Where there is no standby charge, the operating cost benefit is based on all the expenses associated with the automobile, including gas, oil, repairs and maintenance and tires that are paid by your employer. The percentage of these costs that you take into income will equal your percentage of personal use of the automobile.
Where there is a standby charge, there are 2 methods of calculating the operating benefit. The first method is calculated as $.22 multiplied by the number of personal-use kilometers. The second alternative applies where the automobile is used more than 50% for business. In this instance, the operating benefit is simply ½ of the standby charge.
There are special rules that apply if you are in receipt of a taxable or tax-free allowance. Also, different rates for the standby charges and operating cost benefits apply to automobile salespersons.

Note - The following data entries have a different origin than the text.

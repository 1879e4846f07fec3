//! Database tests

use super::*;
use crate::models::*;
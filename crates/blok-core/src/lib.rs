//! Blok Core Library
//!
//! Shared functionality for the blok receipt tool:
//! - Payload normalization for eKasa and hand-supplied receipts
//! - Rule-based item classification
//! - eKasa "find receipt" client
//! - Database access, deduplicated persistence and monthly statistics
//! - Configuration loading

pub mod classify;
pub mod config;
pub mod db;
pub mod error;
pub mod fs_client;
pub mod ingest;
pub mod models;
pub mod normalize;

/// Test utilities including mock eKasa server
#[cfg(any(test, feature = "test-utils"))]
pub mod test_utils;

pub use classify::{classify, Classification};
pub use config::Config;
pub use db::Database;
pub use error::{Error, Result};
pub use fs_client::{FsClient, ReceiptFetcher};
pub use ingest::{ingest, IngestRequest};
pub use normalize::{normalize, NormalizedItem, NormalizedReceipt};
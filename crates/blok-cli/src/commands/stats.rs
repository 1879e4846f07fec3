//! Statistics command implementations

use anyhow::{Context, Result};
use blok_core::db::Database;
use chrono::{Datelike, Utc};

use super::{print_json, truncate};

/// Resolve the reporting period, defaulting to the current UTC month
pub fn resolve_period(year: Option<i32>, month: Option<u32>) -> (i32, u32) {
    let today = Utc::now().date_naive();
    (
        year.unwrap_or_else(|| today.year()),
        month.unwrap_or_else(|| today.month()),
    )
}

pub fn cmd_stats(db: &Database, year: Option<i32>, month: Option<u32>, json: bool) -> Result<()> {
    let (year, month) = resolve_period(year, month);
    let report = db
        .stats_report(year, month)
        .with_context(|| format!("Failed to compute statistics for {}-{:02}", year, month))?;

    if json {
        return print_json(&report);
    }

    if report.totals.is_empty() {
        println!("No dated receipts for {}-{:02}", year, month);
        return Ok(());
    }

    println!();
    println!("📊 Spending by category, {}-{:02}", year, month);
    println!("   ─────────────────────────────────────");

    for total in &report.totals {
        println!(
            "   {:24} {:>12}",
            truncate(&total.category, 24),
            format!("{:.2}", total.total)
        );
    }

    println!("   ─────────────────────────────────────");
    let grand_total = report
        .grand_total()
        .context("Grand total is too large to represent")?;
    println!("   {:24} {:>12}", "Total", format!("{:.2}", grand_total));

    Ok(())
}
//! Monthly spending statistics

use std::collections::BTreeMap;

use chrono::{NaiveDate, NaiveDateTime, NaiveTime};
use rusqlite::params;
use rust_decimal::Decimal;

use super::{format_bound, optional_decimal_column, Database};
use crate::error::{Error, Result};
use crate::models::{CategoryTotal, StatsReport, UNCATEGORIZED_LABEL};

/// Half-open UTC window `[first day of month, first day of next month)`
pub fn month_bounds(year: i32, month: u32) -> Result<(NaiveDateTime, NaiveDateTime)> {
    if !(1..=12).contains(&month) {
        return Err(Error::Validation(format!(
            "Month must be between 1 and 12, got {}",
            month
        )));
    }

    let out_of_range = || Error::Validation(format!("Year {} is out of range", year));

    let (next_year, next_month) = if month == 12 {
        (year.checked_add(1).ok_or_else(out_of_range)?, 1)
    } else {
        (year, month + 1)
    };

    let start = NaiveDate::from_ymd_opt(year, month, 1).ok_or_else(out_of_range)?;
    let end = NaiveDate::from_ymd_opt(next_year, next_month, 1).ok_or_else(out_of_range)?;

    Ok((start.and_time(NaiveTime::MIN), end.and_time(NaiveTime::MIN)))
}

impl Database {
    /// Total spent per category label for one month
    ///
    /// The label is the current category name, else the suggested category
    /// snapshot, else "uncategorized". Items without a total count as zero and
    /// receipts without an issue date never contribute. Sorted by label.
    pub fn monthly_totals(&self, year: i32, month: u32) -> Result<Vec<CategoryTotal>> {
        let (start, end) = month_bounds(year, month)?;

        let conn = self.conn()?;
        let mut stmt = conn.prepare(
            r#"
            SELECT COALESCE(c.name, i.suggested_category, ?1) AS label, i.total_price
            FROM items i
            INNER JOIN receipts r ON i.receipt_id = r.id
            LEFT JOIN categories c ON i.category_id = c.id
            WHERE r.issue_date IS NOT NULL
              AND r.issue_date >= ?2
              AND r.issue_date < ?3
            "#,
        )?;

        let rows = stmt
            .query_map(
                params![UNCATEGORIZED_LABEL, format_bound(&start), format_bound(&end)],
                |row| Ok((row.get::<_, String>(0)?, optional_decimal_column(row, 1)?)),
            )?
            .collect::<std::result::Result<Vec<_>, _>>()?;

        let mut totals: BTreeMap<String, Decimal> = BTreeMap::new();
        for (label, total) in rows {
            let sum = totals.entry(label).or_default();
            *sum = sum
                .checked_add(total.unwrap_or_default())
                .ok_or_else(|| Error::Validation("monthly total overflows".to_string()))?;
        }

        Ok(totals
            .into_iter()
            .map(|(category, total)| CategoryTotal { category, total })
            .collect())
    }

    /// Monthly totals wrapped with their period
    pub fn stats_report(&self, year: i32, month: u32) -> Result<StatsReport> {
        Ok(StatsReport {
            year,
            month,
            totals: self.monthly_totals(year, month)?,
        })
    }
}

#[cfg(test)]
mod tests {
    use super::*;
    use chrono::Datelike;

    #[test]
    fn test_month_bounds() {
        let (start, end) = month_bounds(2024, 2).unwrap();
        assert_eq!(start.date(), NaiveDate::from_ymd_opt(2024, 2, 1).unwrap());
        assert_eq!(end.date(), NaiveDate::from_ymd_opt(2024, 3, 1).unwrap());

        let (start, end) = month_bounds(2023, 12).unwrap();
        assert_eq!(start.year(), 2023);
        assert_eq!((end.year(), end.month(), end.day()), (2024, 1, 1));
    }

    #[test]
    fn test_month_bounds_invalid_month() {
        assert!(matches!(month_bounds(2024, 0), Err(Error::Validation(_))));
        assert!(matches!(month_bounds(2024, 13), Err(Error::Validation(_))));
        assert!(matches!(month_bounds(i32::MAX, 12), Err(Error::Validation(_))));
        assert!(matches!(month_bounds(i32::MIN, 1), Err(Error::Validation(_))));
    }
}
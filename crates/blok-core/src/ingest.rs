//! Receipt ingestion workflow
//!
//! Picks the payload source, tags it, hands it to the persistence layer and
//! returns the stored receipt with its classified items. A directly supplied
//! payload wins over upstream lookup keys.

use serde::{Deserialize, Serialize};
use serde_json::Value;
use tracing::info;

use crate::db::Database;
use crate::error::{Error, Result};
use crate::fs_client::ReceiptFetcher;
use crate::models::{ReceiptDetail, ReceiptSource};

/// What to ingest
#[derive(Debug, Clone, Default, Serialize, Deserialize)]
pub struct IngestRequest {
    pub receipt_id: Option<String>,
    pub qr_code: Option<String>,
    /// A complete receipt payload; skips the upstream call
    pub payload: Option<Value>,
}

impl IngestRequest {
    pub fn from_payload(payload: Value) -> Self {
        Self {
            payload: Some(payload),
            ..Default::default()
        }
    }

    pub fn from_receipt_id(receipt_id: impl Into<String>) -> Self {
        Self {
            receipt_id: Some(receipt_id.into()),
            ..Default::default()
        }
    }

    pub fn from_qr_code(qr_code: impl Into<String>) -> Self {
        Self {
            qr_code: Some(qr_code.into()),
            ..Default::default()
        }
    }
}

fn is_blank(value: Option<&str>) -> bool {
    value.map_or(true, |s| s.trim().is_empty())
}

/// Ingest one receipt and return it with its items
pub async fn ingest(
    db: &Database,
    fetcher: &dyn ReceiptFetcher,
    request: IngestRequest,
) -> Result<ReceiptDetail> {
    let IngestRequest {
        receipt_id,
        qr_code,
        payload,
    } = request;

    let (payload, source) = match payload {
        Some(payload) => (payload, ReceiptSource::Manual),
        None => {
            if is_blank(receipt_id.as_deref()) && is_blank(qr_code.as_deref()) {
                return Err(Error::MissingSource);
            }
            let payload = fetcher
                .fetch_receipt(receipt_id.as_deref(), qr_code.as_deref())
                .await?;
            (payload, ReceiptSource::Fs)
        }
    };

    let receipt = db.persist_receipt(&payload, source)?;
    info!(external_id = %receipt.external_id, source = %source, "Receipt ingested");

    db.get_receipt_detail(&receipt.external_id)?
        .ok_or_else(|| Error::NotFound(format!("Receipt {}", receipt.external_id)))
}
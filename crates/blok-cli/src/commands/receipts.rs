//! Receipt command implementations

use std::path::Path;

use anyhow::{bail, Context, Result};
use blok_core::{
    config::Config,
    db::Database,
    fs_client::{FsClient, ReceiptFetcher},
    ingest::{ingest, IngestRequest},
    models::{Receipt, ReceiptDetail, UNCATEGORIZED_LABEL},
};

use super::{print_json, truncate};

/// Read a JSON receipt payload from a file
pub fn read_payload(path: &Path) -> Result<serde_json::Value> {
    let content = std::fs::read_to_string(path)
        .with_context(|| format!("Failed to read payload file {}", path.display()))?;
    serde_json::from_str(&content)
        .with_context(|| format!("Payload file {} is not valid JSON", path.display()))
}

pub async fn cmd_fetch(
    db: &Database,
    config: &Config,
    request: IngestRequest,
    json: bool,
) -> Result<()> {
    let client = FsClient::from_config(&config.upstream)?;
    cmd_fetch_with(db, &client, request, json).await
}

/// Ingest with an explicit fetcher
pub async fn cmd_fetch_with(
    db: &Database,
    fetcher: &dyn ReceiptFetcher,
    request: IngestRequest,
    json: bool,
) -> Result<()> {
    let detail = ingest(db, fetcher, request).await.map_err(|e| {
        let status = e.status_code();
        anyhow::Error::new(e).context(format!("Receipt ingest failed (status {})", status))
    })?;

    if json {
        return print_json(&detail);
    }

    println!("✅ Stored receipt {}", detail.receipt.external_id);
    print_receipt_detail(&detail);
    Ok(())
}

/// Requested list size, capped by `receipts.list_limit_max`
pub fn effective_list_limit(requested: u32, config: &Config) -> u32 {
    requested.min(config.receipts.list_limit_max)
}

pub fn cmd_receipts_list(db: &Database, limit: u32, json: bool) -> Result<()> {
    let receipts = db.list_receipts(limit)?;

    if json {
        return print_json(&receipts);
    }

    if receipts.is_empty() {
        println!("No receipts stored. Add one with:");
        println!("  blok fetch --receipt-id <id>");
        return Ok(());
    }

    println!();
    println!("🧾 Receipts ({})", receipts.len());
    println!("{}", "─".repeat(78));

    for receipt in &receipts {
        print_receipt_line(receipt);
    }

    Ok(())
}

pub fn cmd_receipts_show(db: &Database, receipt_id: &str, json: bool) -> Result<()> {
    let Some(detail) = db.get_receipt_detail(receipt_id.trim())? else {
        bail!("Receipt '{}' not found", receipt_id);
    };

    if json {
        return print_json(&detail);
    }

    print_receipt_detail(&detail);
    Ok(())
}

fn print_receipt_line(receipt: &Receipt) {
    let date = receipt
        .issue_date
        .map(|d| d.format("%Y-%m-%d %H:%M").to_string())
        .unwrap_or_else(|| "no date".to_string());
    let total = receipt
        .total_amount
        .map(|t| format!("{:.2}", t))
        .unwrap_or_else(|| "-".to_string());

    println!(
        "  {:<24} {:<16} {:>10}  {} [{}]",
        truncate(&receipt.external_id, 24),
        date,
        total,
        truncate(receipt.merchant_name.as_deref().unwrap_or("Unknown"), 20),
        receipt.source
    );
}

fn print_receipt_detail(detail: &ReceiptDetail) {
    let receipt = &detail.receipt;

    println!();
    println!(
        "🧾 {} - {}",
        receipt.external_id,
        receipt.merchant_name.as_deref().unwrap_or("Unknown merchant")
    );
    if let Some(date) = receipt.issue_date {
        println!("   Issued: {} UTC", date.format("%Y-%m-%d %H:%M:%S"));
    }
    if let Some(total) = receipt.total_amount {
        println!("   Total:  {:.2}", total);
    }
    println!("   Source: {}", receipt.source);
    println!("   ─────────────────────────────────────────────────────────────");
    println!(
        "   {:30} │ {:>8} │ {:>10} │ {}",
        "Item", "Qty", "Price", "Category"
    );
    println!("   ───────────────────────────────┼──────────┼────────────┼─────────────");

    for item in &detail.items {
        let price = item
            .item
            .total_price
            .map(|p| format!("{:.2}", p))
            .unwrap_or_else(|| "-".to_string());
        let category = item
            .category
            .as_deref()
            .or(item.item.suggested_category.as_deref())
            .unwrap_or(UNCATEGORIZED_LABEL);

        println!(
            "   {:30} │ {:>8} │ {:>10} │ {}",
            truncate(&item.item.name, 30),
            item.item.quantity.normalize().to_string(),
            price,
            category
        );
    }
}
//! Gateway service in front of the guarded handler.
//!
//! Health probes (`GET /health`, `GET /_health`) are answered here, before any
//! verification, so load balancers and container runtimes need no credentials.
//! Every other request goes through [`GuardedHttpService`].

use std::convert::Infallible;
use std::fmt::Display;
use std::future::Future;
use std::net::IpAddr;
use std::pin::Pin;

use bytes::Bytes;
use hyper::service::Service;
use medscribe_http::body::{GuardResponseBody, json_body};
use medscribe_http::dispatch::GuardedHandler;
use medscribe_http::service::GuardedHttpService;

use crate::VERSION;

/// Gateway that intercepts health probes and guards everything else.
#[derive(Debug)]
pub struct GatewayService<H: GuardedHandler> {
    guarded: GuardedHttpService<H>,
}

impl<H: GuardedHandler> GatewayService<H> {
    /// Create a new gateway around a guarded service.
    pub fn new(guarded: GuardedHttpService<H>) -> Self {
        Self { guarded }
    }

    /// A copy of this gateway for a connection from `peer`.
    #[must_use]
    pub fn with_peer(&self, peer: IpAddr) -> Self {
        Self {
            guarded: self.guarded.with_peer(peer),
        }
    }
}

impl<H: GuardedHandler> Clone for GatewayService<H> {
    fn clone(&self) -> Self {
        Self {
            guarded: self.guarded.clone(),
        }
    }
}

impl<H, B> Service<http::Request<B>> for GatewayService<H>
where
    H: GuardedHandler,
    B: http_body::Body<Data = Bytes> + Send + 'static,
    B::Error: Display + Send,
{
    type Response = http::Response<GuardResponseBody>;
    type Error = Infallible;
    type Future = Pin<Box<dyn Future<Output = Result<Self::Response, Self::Error>> + Send>>;

    fn call(&self, req: http::Request<B>) -> Self::Future {
        if is_health_check(req.method(), req.uri().path()) {
            return Box::pin(async { Ok(health_check_response()) });
        }
        self.guarded.call(req)
    }
}

/// Check if the request is a health probe.
fn is_health_check(method: &http::Method, path: &str) -> bool {
    *method == http::Method::GET && (path == "/health" || path == "/_health")
}

/// Produce the health probe response.
fn health_check_response() -> http::Response<GuardResponseBody> {
    let body = serde_json::json!({ "status": "ok", "version": VERSION });
    http::Response::builder()
        .status(http::StatusCode::OK)
        .header("content-type", "application/json")
        .body(json_body(body.to_string()))
        .expect("static health response should be valid")
}
//! Header names exchanged between signer and verifier.
//!
//! All names are lowercase; `http::HeaderMap` lookups are case-insensitive.

/// Caller identity token.
pub const API_KEY: &str = "api-key";
/// Structured client agent, `Product/Version (Platform[; extra])`.
pub const CLIENT_AGENT: &str = "x-client-agent";
/// Older spelling of [`CLIENT_AGENT`] still sent by some clients.
pub const LEGACY_CLIENT_AGENT: &str = "x-client-user-agent";
/// Sender wall clock in epoch milliseconds.
pub const TIMESTAMP: &str = "x-timestamp";
/// Path and query the signature was computed over.
pub const PATH: &str = "x-path";
/// `sha256=<hex>` HMAC of the canonical string.
pub const SIGNATURE: &str = "x-signature";
/// Optional single-use token.
pub const NONCE: &str = "x-nonce";
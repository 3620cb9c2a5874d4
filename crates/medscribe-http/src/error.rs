//! Errors surfaced by the guarded HTTP service.

use medscribe_auth::error::VerifyError;

/// Why a request did not reach, or did not survive, the handler.
#[derive(Debug, thiserror::Error)]
pub enum GuardHttpError {
    /// The verifier rejected the request.
    #[error(transparent)]
    Rejected(#[from] VerifyError),

    /// The request body could not be read from the connection.
    #[error("failed to read request body: {0}")]
    BodyRead(String),

    /// The handler failed after the request was accepted.
    #[error("{0}")]
    Handler(String),
}

impl GuardHttpError {
    /// HTTP status to answer with.
    #[must_use]
    pub fn status_code(&self) -> http::StatusCode {
        match self {
            Self::Rejected(err) => err.code().status_code(),
            Self::BodyRead(_) => http::StatusCode::BAD_REQUEST,
            Self::Handler(_) => http::StatusCode::INTERNAL_SERVER_ERROR,
        }
    }

    /// Symbolic name carried in the `error` field of the JSON body.
    #[must_use]
    pub fn error_name(&self) -> &'static str {
        match self {
            Self::Rejected(err) => err.code().as_str(),
            Self::BodyRead(_) => "BAD_REQUEST",
            Self::Handler(_) => "INTERNAL_ERROR",
        }
    }
}
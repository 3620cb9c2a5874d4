//! Health probe integration tests.

#[cfg(test)]
mod tests {
    use crate::{TestGateway, json_body, test_config};

    #[tokio::test]
    async fn test_should_answer_health_without_credentials() {
        let gateway = TestGateway::start(test_config()).await;

        for path in ["/health", "/_health"] {
            let resp = gateway.client().get(gateway.url(path)).send().await.unwrap();
            assert_eq!(resp.status(), 200, "{path}");
            let body = json_body(resp).await;
            assert_eq!(body["status"], "ok");
            assert_eq!(body["version"], medscribe_gateway::VERSION);
        }

        gateway.shutdown().await;
    }

    #[tokio::test]
    async fn test_should_guard_everything_but_health() {
        let gateway = TestGateway::start(test_config()).await;

        let resp = gateway
            .client()
            .get(gateway.url("/health/details"))
            .send()
            .await
            .unwrap();
        assert_eq!(resp.status(), 401);
        assert_eq!(resp.headers()["server"], "MedScribe");
        let body = json_body(resp).await;
        assert_eq!(body["code"], 1001);
        assert_eq!(body["error"], "MISSING_API_KEY");

        gateway.shutdown().await;
    }
}
//! Configuration for the request guard.
//!
//! All configuration is driven by environment variables prefixed with
//! `MEDSCRIBE_`. Unset variables fall back to the defaults below; set but
//! unparsable variables are a [`CoreError::InvalidValue`].

use std::env;
use std::fmt;
use std::str::FromStr;
use std::time::Duration;

use crate::error::{CoreError, CoreResult};

/// What the verifier does when a nonce store or rate limiter call fails.
#[derive(Debug, Clone, Copy, PartialEq, Eq, Default)]
pub enum StoreFailurePolicy {
    /// Reject the request with `UPSTREAM_UNAVAILABLE`.
    #[default]
    FailClosed,
    /// Treat the check as passed and log a warning.
    FailOpen,
}

impl StoreFailurePolicy {
    /// The configuration spelling of this policy.
    #[must_use]
    pub fn as_str(&self) -> &'static str {
        match self {
            Self::FailClosed => "fail-closed",
            Self::FailOpen => "fail-open",
        }
    }
}

impl FromStr for StoreFailurePolicy {
    type Err = CoreError;

    fn from_str(s: &str) -> Result<Self, Self::Err> {
        match s.trim().to_ascii_lowercase().as_str() {
            "fail-closed" | "closed" => Ok(Self::FailClosed),
            "fail-open" | "open" => Ok(Self::FailOpen),
            _ => Err(CoreError::InvalidValue {
                key: "MEDSCRIBE_STORE_FAILURE_POLICY".to_owned(),
                value: s.to_owned(),
            }),
        }
    }
}

impl fmt::Display for StoreFailurePolicy {
    fn fmt(&self, f: &mut fmt::Formatter<'_>) -> fmt::Result {
        f.write_str(self.as_str())
    }
}

/// Verification policy and limits.
#[derive(Clone)]
pub struct GuardConfig {
    /// Shared HMAC secret used to sign and verify requests.
    pub signing_secret: Option<String>,
    /// Largest accepted distance between `x-timestamp` and server time.
    pub max_skew_ms: i64,
    /// Length of one fixed rate-limit window.
    pub rate_limit_window_ms: i64,
    /// Requests admitted per key per window.
    pub rate_limit_max: u32,
    /// Minimum accepted `api-key` length in characters.
    pub min_api_key_len: usize,
    /// Whether the HMAC signature step runs.
    pub verify_signature: bool,
    /// Outcome of a check whose backing store failed.
    pub store_failure_policy: StoreFailurePolicy,
    /// Upper bound on a single nonce store or rate limiter call.
    pub store_timeout_ms: u64,
    /// How often the host purges expired nonce and bucket entries.
    pub sweep_interval_ms: u64,
}

impl fmt::Debug for GuardConfig {
    fn fmt(&self, f: &mut fmt::Formatter<'_>) -> fmt::Result {
        f.debug_struct("GuardConfig")
            .field(
                "signing_secret",
                &self.signing_secret.as_ref().map(|_| "<redacted>"),
            )
            .field("max_skew_ms", &self.max_skew_ms)
            .field("rate_limit_window_ms", &self.rate_limit_window_ms)
            .field("rate_limit_max", &self.rate_limit_max)
            .field("min_api_key_len", &self.min_api_key_len)
            .field("verify_signature", &self.verify_signature)
            .field("store_failure_policy", &self.store_failure_policy)
            .field("store_timeout_ms", &self.store_timeout_ms)
            .field("sweep_interval_ms", &self.sweep_interval_ms)
            .finish()
    }
}

impl Default for GuardConfig {
    fn default() -> Self {
        Self {
            signing_secret: None,
            max_skew_ms: 5 * 60 * 1000,
            rate_limit_window_ms: 60 * 1000,
            rate_limit_max: 100,
            min_api_key_len: 20,
            verify_signature: true,
            store_failure_policy: StoreFailurePolicy::FailClosed,
            store_timeout_ms: 250,
            sweep_interval_ms: 60 * 1000,
        }
    }
}

impl GuardConfig {
    /// Load configuration from environment variables.
    pub fn from_env() -> CoreResult<Self> {
        Self::from_lookup(|key| env::var(key).ok())
    }

    /// Load configuration from an arbitrary variable lookup.
    pub fn from_lookup(lookup: impl Fn(&str) -> Option<String>) -> CoreResult<Self> {
        let mut config = Self::default();

        if let Some(v) = lookup("MEDSCRIBE_SIGNING_SECRET").filter(|v| !v.is_empty()) {
            config.signing_secret = Some(v);
        }
        if let Some(v) = lookup("MEDSCRIBE_MAX_SKEW_MS") {
            config.max_skew_ms = parse_var("MEDSCRIBE_MAX_SKEW_MS", &v)?;
        }
        if let Some(v) = lookup("MEDSCRIBE_RATE_LIMIT_WINDOW_MS") {
            config.rate_limit_window_ms = parse_var("MEDSCRIBE_RATE_LIMIT_WINDOW_MS", &v)?;
        }
        if let Some(v) = lookup("MEDSCRIBE_RATE_LIMIT_MAX") {
            config.rate_limit_max = parse_var("MEDSCRIBE_RATE_LIMIT_MAX", &v)?;
        }
        if let Some(v) = lookup("MEDSCRIBE_MIN_API_KEY_LEN") {
            config.min_api_key_len = parse_var("MEDSCRIBE_MIN_API_KEY_LEN", &v)?;
        }
        if let Some(v) = lookup("MEDSCRIBE_VERIFY_SIGNATURE") {
            config.verify_signature = parse_bool("MEDSCRIBE_VERIFY_SIGNATURE", &v)?;
        }
        if let Some(v) = lookup("MEDSCRIBE_STORE_FAILURE_POLICY") {
            config.store_failure_policy = v.parse()?;
        }
        if let Some(v) = lookup("MEDSCRIBE_STORE_TIMEOUT_MS") {
            config.store_timeout_ms = parse_var("MEDSCRIBE_STORE_TIMEOUT_MS", &v)?;
        }
        if let Some(v) = lookup("MEDSCRIBE_SWEEP_INTERVAL_MS") {
            config.sweep_interval_ms = parse_var("MEDSCRIBE_SWEEP_INTERVAL_MS", &v)?;
        }

        config.validate()?;
        Ok(config)
    }

    /// Check that the limits are usable together.
    pub fn validate(&self) -> CoreResult<()> {
        if self.max_skew_ms <= 0 {
            return Err(CoreError::Config("max skew must be positive".to_owned()));
        }
        if self.rate_limit_window_ms <= 0 {
            return Err(CoreError::Config(
                "rate limit window must be positive".to_owned(),
            ));
        }
        if self.rate_limit_max == 0 {
            return Err(CoreError::Config(
                "rate limit ceiling must be at least 1".to_owned(),
            ));
        }
        if self.verify_signature && self.signing_secret.is_none() {
            return Err(CoreError::Config(
                "MEDSCRIBE_SIGNING_SECRET is required while signature verification is enabled"
                    .to_owned(),
            ));
        }
        Ok(())
    }

    /// [`store_timeout_ms`](Self::store_timeout_ms) as a `Duration`.
    #[must_use]
    pub fn store_timeout(&self) -> Duration {
        Duration::from_millis(self.store_timeout_ms)
    }

    /// How long a consumed nonce must be remembered.
    ///
    /// A request stamped up to `max_skew_ms` ahead of the server clock stays
    /// fresh for another `max_skew_ms` after that, so a nonce first seen at
    /// `now` can still be replayed fresh at `now + 2 * max_skew_ms` inclusive.
    #[must_use]
    pub fn nonce_ttl_ms(&self) -> i64 {
        self.max_skew_ms.saturating_mul(2).saturating_add(1)
    }

    /// [`sweep_interval_ms`](Self::sweep_interval_ms) as a `Duration`.
    #[must_use]
    pub fn sweep_interval(&self) -> Duration {
        Duration::from_millis(self.sweep_interval_ms)
    }
}

fn parse_var<T: FromStr>(key: &str, value: &str) -> CoreResult<T> {
    value.trim().parse().map_err(|_| CoreError::InvalidValue {
        key: key.to_owned(),
        value: value.to_owned(),
    })
}

fn parse_bool(key: &str, value: &str) -> CoreResult<bool> {
    match value.trim() {
        "1" | "true" | "yes" | "TRUE" | "YES" => Ok(true),
        "0" | "false" | "no" | "FALSE" | "NO" => Ok(false),
        _ => Err(CoreError::InvalidValue {
            key: key.to_owned(),
            value: value.to_owned(),
        }),
    }
}
//! Concurrent keyed state with per-entry deadlines.
//!
//! Provides [`ExpiringStore`], the backing map for both the nonce cache and the
//! fixed-window rate limiter. Each entry carries an `expires_at` deadline; an
//! entry whose deadline has passed is treated as absent by every operation and
//! is dropped by [`ExpiringStore::purge_expired`].

use dashmap::DashMap;
use dashmap::mapref::entry::Entry;

use crate::types::EpochMillis;

/// A value paired with the time it stops being live.
#[derive(Debug, Clone, PartialEq, Eq)]
pub struct Expiring<V> {
    /// The stored value.
    pub value: V,
    /// Epoch milliseconds at which the entry expires.
    pub expires_at: EpochMillis,
}

impl<V> Expiring<V> {
    /// Pair a value with its deadline.
    pub fn new(value: V, expires_at: EpochMillis) -> Self {
        Self { value, expires_at }
    }

    /// Whether the entry is dead at `now`. The deadline itself counts as expired.
    #[must_use]
    pub fn is_expired(&self, now: EpochMillis) -> bool {
        now >= self.expires_at
    }
}

/// Thread-safe map of string keys to [`Expiring`] values.
///
/// All mutation of a single key happens under that key's shard lock, so a
/// read-modify-write in [`upsert`](ExpiringStore::upsert) is atomic with
/// respect to concurrent callers using the same key.
///
/// # Examples
///
/// ```
/// use medscribe_core::{Expiring, ExpiringStore};
///
/// let store = ExpiringStore::<u32>::new();
/// let first = store.upsert("k", 0, || (Expiring::new(1, 100), true), |_| false);
/// let second = store.upsert("k", 50, || (Expiring::new(1, 150), true), |_| false);
/// assert!(first);
/// assert!(!second);
/// ```
#[derive(Debug)]
pub struct ExpiringStore<V: Send + Sync> {
    inner: DashMap<String, Expiring<V>>,
}

impl<V: Send + Sync> ExpiringStore<V> {
    /// Create a new empty store.
    #[must_use]
    pub fn new() -> Self {
        Self {
            inner: DashMap::new(),
        }
    }

    /// Insert or update the entry for `key` atomically.
    ///
    /// When no live entry exists (absent, or expired at `now`), `fresh` builds
    /// the replacement entry and the result. Otherwise `live` mutates the
    /// existing entry in place and produces the result.
    pub fn upsert<R>(
        &self,
        key: &str,
        now: EpochMillis,
        fresh: impl FnOnce() -> (Expiring<V>, R),
        live: impl FnOnce(&mut Expiring<V>) -> R,
    ) -> R {
        match self.inner.entry(key.to_owned()) {
            Entry::Occupied(mut occupied) => {
                if occupied.get().is_expired(now) {
                    let (entry, result) = fresh();
                    occupied.insert(entry);
                    result
                } else {
                    live(occupied.get_mut())
                }
            }
            Entry::Vacant(vacant) => {
                let (entry, result) = fresh();
                vacant.insert(entry);
                result
            }
        }
    }

    /// Drop every entry that has expired at `now`, returning how many were removed.
    pub fn purge_expired(&self, now: EpochMillis) -> usize {
        let before = self.inner.len();
        self.inner.retain(|_, entry| !entry.is_expired(now));
        before.saturating_sub(self.inner.len())
    }

    /// Number of stored entries, live or not yet purged.
    #[must_use]
    pub fn len(&self) -> usize {
        self.inner.len()
    }

    /// Whether the store is empty.
    #[must_use]
    pub fn is_empty(&self) -> bool {
        self.inner.is_empty()
    }
}

impl<V: Send + Sync> Default for ExpiringStore<V> {
    fn default() -> Self {
        Self::new()
    }
}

As a last point, you may have an employer that requires you to take the company vehicle home with you at night. There have been several decisions, unfortunately only informal ones at this point, which would suggest this mileage from home to work and back again is business related. Currently, the Canada Revenue Agency is sticking to its previous position that this mileage is personal and a taxable benefit should result. We’ll see what happens.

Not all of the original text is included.